ASSIGNED TASK ▸
From the entries that follow, extract each line holding the string "round".

DATA LISTING ▸
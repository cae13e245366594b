use crate::types::DensityPoint;

/// Cap extreme depths at `round(q3 + 1.5 * iqr)` so a handful of hot bins
/// do not flatten the visual scale of the whole curve.
///
/// Quartiles are plain order statistics on the value-sorted copy
/// (`floor(n/4)` and `ceil(3n/4)`), not interpolated quantiles. Display
/// thresholds depend on these exact positions; do not "fix" them. Values
/// are only capped from above, never floored. Fewer than 5 points, or a
/// flat distribution (`q1 == q3`), pass through uncapped. The input is
/// never mutated and the result is always sorted by position.
pub fn cap_outliers(points: &[DensityPoint]) -> Vec<DensityPoint> {
    if points.len() < 5 {
        return points.to_vec();
    }

    let mut values = points.to_vec();
    values.sort_by_key(|p| p.depth);

    let n = values.len();
    let q1 = values[n / 4].depth;
    let q3 = values[(3 * n).div_ceil(4)].depth;

    if q3 != q1 {
        let iqr = (q3 - q1) as f64;
        let ceiling = (q3 as f64 + iqr * 1.5).round() as u64;
        for point in values.iter_mut() {
            if point.depth > ceiling {
                point.depth = ceiling;
            }
        }
    }

    values.sort_by_key(|p| p.pos);
    values
}

#[cfg(test)]
mod tests {
    use super::*;

    fn points(pairs: &[(u64, u64)]) -> Vec<DensityPoint> {
        pairs.iter().map(|&(p, d)| DensityPoint::new(p, d)).collect()
    }

    #[test]
    fn test_cap_small_input_passthrough() {
        let input = points(&[(0, 1), (1, 1000), (2, 3)]);
        assert_eq!(cap_outliers(&input), input);
    }

    #[test]
    fn test_cap_five_point_example_unchanged() {
        // At n = 5 the upper order statistic lands on the spike itself, so
        // the ceiling clears every value and the input comes back as-is.
        let input = points(&[(0, 1), (1, 1), (2, 1), (3, 1), (4, 100)]);
        assert_eq!(cap_outliers(&input), input);
    }

    #[test]
    fn test_cap_flat_distribution_passthrough() {
        // q1 == q3: nothing to cap, result re-sorted by position
        let input = points(&[(3, 2), (0, 2), (4, 2), (1, 2), (2, 2), (5, 2)]);
        let capped = cap_outliers(&input);
        let expected = points(&[(0, 2), (1, 2), (2, 2), (3, 2), (4, 2), (5, 2)]);
        assert_eq!(capped, expected);
    }

    #[test]
    fn test_cap_suppresses_spike() {
        let mut pairs: Vec<(u64, u64)> = (0..20).map(|i| (i, i % 5 + 1)).collect();
        pairs.push((20, 10_000));
        let input = points(&pairs);

        let capped = cap_outliers(&input);
        assert_eq!(capped.len(), input.len());

        let mut sorted = input.clone();
        sorted.sort_by_key(|p| p.depth);
        let q1 = sorted[sorted.len() / 4].depth;
        let q3 = sorted[(3 * sorted.len()).div_ceil(4)].depth;
        let ceiling = (q3 as f64 + (q3 - q1) as f64 * 1.5).round() as u64;

        for (original, capped) in input.iter().zip(&capped) {
            assert!(capped.depth <= ceiling);
            assert!(capped.depth <= original.depth);
        }
    }

    #[test]
    fn test_cap_output_sorted_by_position() {
        let input = points(&[(4, 9), (0, 1), (2, 500), (1, 2), (3, 3), (5, 4)]);
        let capped = cap_outliers(&input);
        for pair in capped.windows(2) {
            assert!(pair[0].pos < pair[1].pos);
        }
    }

    #[test]
    fn test_cap_does_not_mutate_input() {
        let input = points(&[(0, 1), (1, 2), (2, 3), (3, 4), (4, 10_000), (5, 2)]);
        let snapshot = input.clone();
        let _ = cap_outliers(&input);
        assert_eq!(input, snapshot);
    }
}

FINAL ANSWER ▸
/// Cap extreme depths at `round(q3 + 1.5 * iqr)` so a handful of hot bins
        let ceiling = (q3 as f64 + iqr * 1.5).round() as u64;
        let ceiling = (q3 as f64 + (q3 - q1) as f64 * 1.5).round() as u64;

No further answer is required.